UNITED STATES
SECURITIES AND EXCHANGE COMMISSION
Washington, D.C. 20549
Form 8-K
Current Report
Pursuant to Section 13 or 15(d) of the Securities Exchange Act of 1934
Date of Report (Date of earliest event reported): 10/15/2008
Aleritas Capital Corp.
(Exact name of registrant as specified in its charter)
Commission File Number: 000-51423
Delaware | | 20-2679740 |
(State or other jurisdiction of | | (IRS Employer |
incorporation) | | Identification No.) |
7400 College Boulevard, Suite 250
Overland Park, Kansas 66210
(Address of principal executive offices, including zip code)
(913) 323-9200
(Registrant’s telephone number, including area code)
(Former name or former address, if changed since last report)
Check the appropriate box below if the Form 8-K filing is intended to simultaneously satisfy the filing obligation of the registrant under any of the following provisions:
[ ] Written communications pursuant to Rule 425 under the Securities Act (17 CFR 230.425)
[ ] Soliciting material pursuant to Rule 14a-12 under the Exchange Act (17 CFR 240.14a-12)
[ ] Pre-commencement communications pursuant to Rule 14d-2(b) under the Exchange Act (17 CFR 240.14d-2(b))
[ ] Pre-commencement communications pursuant to Rule 13e-4(c) under the Exchange Act (17 CFR 240.13e-4(c))
Item 2.04. Triggering Events That Accelerate or Increase a Direct Financial Obligation or an Obligation under an Off-Balance Sheet Arrangement
On October 3, 2008 Aleritas Capital Corp. (the "Company") received notice from DZ Bank AG Deutsche Zentral-Genossenschaftsbank ("DZ Bank") of the termination of, and of the acceleration of amounts due under, the Amended and Restated Credit and Security Agreement, dated as of August 29, 2006 (the "Credit Agreement"). The Credit Agreement was described in the Company's Current Report on Form 8-K filed on June 25, 2008 and included as Exhibit 10.1 thereto. That Current Report is incorporated herein by reference. The notice stated the acceleration was effective as of October 2, 2008 and that the total of obligations under the Credit Agreement as of that date was $34,132,081.73. Events triggering the termination and acceleration include the failure to pay interest as required by the Credit Agreement and the pledge of ineligible notes receivable.

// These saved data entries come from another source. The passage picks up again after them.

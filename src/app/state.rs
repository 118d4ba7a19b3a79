// ==========================================
// 物料齐套测算系统 - 应用状态
// ==========================================
// 职责: 管理应用级别的共享状态和API实例
// ==========================================

use std::sync::{Arc, Mutex};

use crate::api::{CatalogApi, FulfillmentApi};
use crate::config::ConfigManager;
use crate::db;
use crate::importer::CatalogImporter;
use crate::perf;
use crate::repository::{
    BomLineRepository, ImportBatchRepository, MaterialRepository, ProductRepository,
    StockLotRepository,
};

/// 应用状态
///
/// 包含所有API实例和共享资源，
/// 由命令行入口与集成测试统一初始化
pub struct AppState {
    /// 数据库路径
    pub db_path: String,

    /// 齐套测算API
    pub fulfillment_api: Arc<FulfillmentApi>,

    /// 产品目录查询API
    pub catalog_api: Arc<CatalogApi>,

    /// 产品目录导入器
    pub importer: Arc<CatalogImporter>,

    /// 配置管理器
    pub config_manager: Arc<ConfigManager>,

    /// 导入批次仓储（用于导入历史查询）
    pub batch_repo: Arc<ImportBatchRepository>,
}

impl AppState {
    /// 创建新的AppState实例
    ///
    /// # 参数
    /// - db_path: 数据库文件路径
    ///
    /// # 返回
    /// - Ok(AppState): 应用状态实例
    /// - Err(String): 初始化错误
    ///
    /// # 说明
    /// 该方法会：
    /// 1. 打开共享数据库连接并确保建表完成
    /// 2. 初始化所有Repository
    /// 3. 创建所有API实例与导入器
    pub fn new(db_path: String) -> Result<Self, String> {
        tracing::info!("初始化AppState，数据库路径: {}", db_path);

        // 创建数据库连接（共享连接）
        let mut conn = db::open_sqlite_connection(&db_path)
            .map_err(|e| format!("无法打开数据库: {}", e))?;
        perf::install_sqlite_tracing(&mut conn);
        db::ensure_schema(&conn).map_err(|e| format!("无法初始化数据库结构: {}", e))?;
        let conn = Arc::new(Mutex::new(conn));

        // ==========================================
        // 初始化Repository层
        // ==========================================
        let product_repo = Arc::new(ProductRepository::from_connection(conn.clone()));
        let material_repo = Arc::new(MaterialRepository::from_connection(conn.clone()));
        let bom_repo = Arc::new(BomLineRepository::from_connection(conn.clone()));
        let stock_repo = Arc::new(StockLotRepository::from_connection(conn.clone()));
        let batch_repo = Arc::new(ImportBatchRepository::from_connection(conn.clone()));

        // 配置管理器
        let config_manager = Arc::new(
            ConfigManager::from_connection(conn)
                .map_err(|e| format!("无法创建ConfigManager: {}", e))?,
        );

        // ==========================================
        // 初始化API层
        // ==========================================

        // 齐套测算API
        let fulfillment_api = Arc::new(FulfillmentApi::new(
            product_repo.clone(),
            bom_repo.clone(),
            stock_repo.clone(),
        ));

        // 产品目录查询API
        let catalog_api = Arc::new(CatalogApi::new(
            product_repo.clone(),
            material_repo.clone(),
            bom_repo.clone(),
            stock_repo.clone(),
            config_manager.clone(),
        ));

        // 产品目录导入器
        let importer = Arc::new(CatalogImporter::new(
            product_repo,
            material_repo,
            bom_repo,
            stock_repo,
            batch_repo.clone(),
            config_manager.clone(),
        ));

        tracing::info!("AppState初始化完成");

        Ok(Self {
            db_path,
            fulfillment_api,
            catalog_api,
            importer,
            config_manager,
            batch_repo,
        })
    }

    /// 获取数据库路径
    pub fn get_db_path(&self) -> &str {
        &self.db_path
    }
}

// ==========================================
// 默认数据库路径辅助函数
// ==========================================

/// 获取默认数据库路径
///
/// # 返回
/// - 开发环境: 用户数据目录/kitting-mrp-dev/kitting_mrp.db
/// - 生产环境: 用户数据目录/kitting-mrp/kitting_mrp.db
pub fn get_default_db_path() -> String {
    use std::path::PathBuf;

    // 允许通过环境变量显式指定 DB 路径（便于调试/测试/CI）
    if let Ok(path) = std::env::var("KITTING_MRP_DB_PATH") {
        let trimmed = path.trim();
        if !trimmed.is_empty() {
            return trimmed.to_string();
        }
    }

    // 先给一个默认回退值，后续如果能拿到 data_dir 再覆盖
    let mut path = PathBuf::from("./kitting_mrp.db");

    if let Some(data_dir) = dirs::data_dir() {
        // 开发环境使用独立目录，避免污染生产数据
        #[cfg(debug_assertions)]
        {
            path = data_dir.join("kitting-mrp-dev");
        }

        #[cfg(not(debug_assertions))]
        {
            path = data_dir.join("kitting-mrp");
        }

        // 确保目录存在
        std::fs::create_dir_all(&path).ok();
        path = path.join("kitting_mrp.db");
    }

    path.to_string_lossy().to_string()
}

#[cfg(test)]
mod tests {
    use super::*;

    #[test]
    fn test_get_default_db_path() {
        let path = get_default_db_path();
        assert!(!path.is_empty());
        assert!(path.ends_with(".db"));
    }

    #[test]
    fn test_app_state_initializes_schema() {
        // 测试：AppState 初始化后空库即可查询
        let dir = tempfile::tempdir().unwrap();
        let db_path = dir.path().join("state_test.db");
        let state = AppState::new(db_path.to_string_lossy().to_string()).unwrap();

        let response = state.catalog_api.list_products(None, 0).unwrap();
        assert_eq!(response.total, 0);
        assert!(response.products.is_empty());
    }
}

Item 5.02. Departure of Directors or Certain Officers; Election of Directors; Appointment of Certain Officers; Compensatory Arrangements of Certain Officers
On October 15, 2008, Robert D. Orr resigned as a director of Aleritas Capital Corp. (the "Company") and all of its subsidiaries. On October 20, 2008, Albert Riederer appointed David D. Zeglis as director of the Company. Mr. Riederer was appointed as Special Master over affiliates of the Company pursuant to the Consent Order as described and defined in the Company's Current Report on Form 8-K filed on September 26, 2008 and which is incorporated herein by reference. Mr. Riederer made such appointment pursuant to power granted him under the Consent Order.On October 20, 2008, Carl Baranowski was appointed by the board as President, Chief Executive Officer and Secretary of the Company. During the past five years Mr. Baranowski has served as counsel for Jabil Circuit, Inc. an electronic manufacturing and design services provider and as general counsel of Honeywell Advanced Circuits, Inc. Mr. Baranowski has two Bachelor of Science degrees and a Master of Science degree from the Massachusetts Institute of Techno logy. Mr. Baranowski also has a law degree and MBA degree from Stanford University. Mr. Baranowski previously served as General Counsel of the Company, and he will continue to serve as General Counsel.
Signature(s)
Pursuant to the requirements of the Securities Exchange Act of 1934, the registrant has duly caused this report to be signed on its behalf by the undersigned hereunto duly authorized.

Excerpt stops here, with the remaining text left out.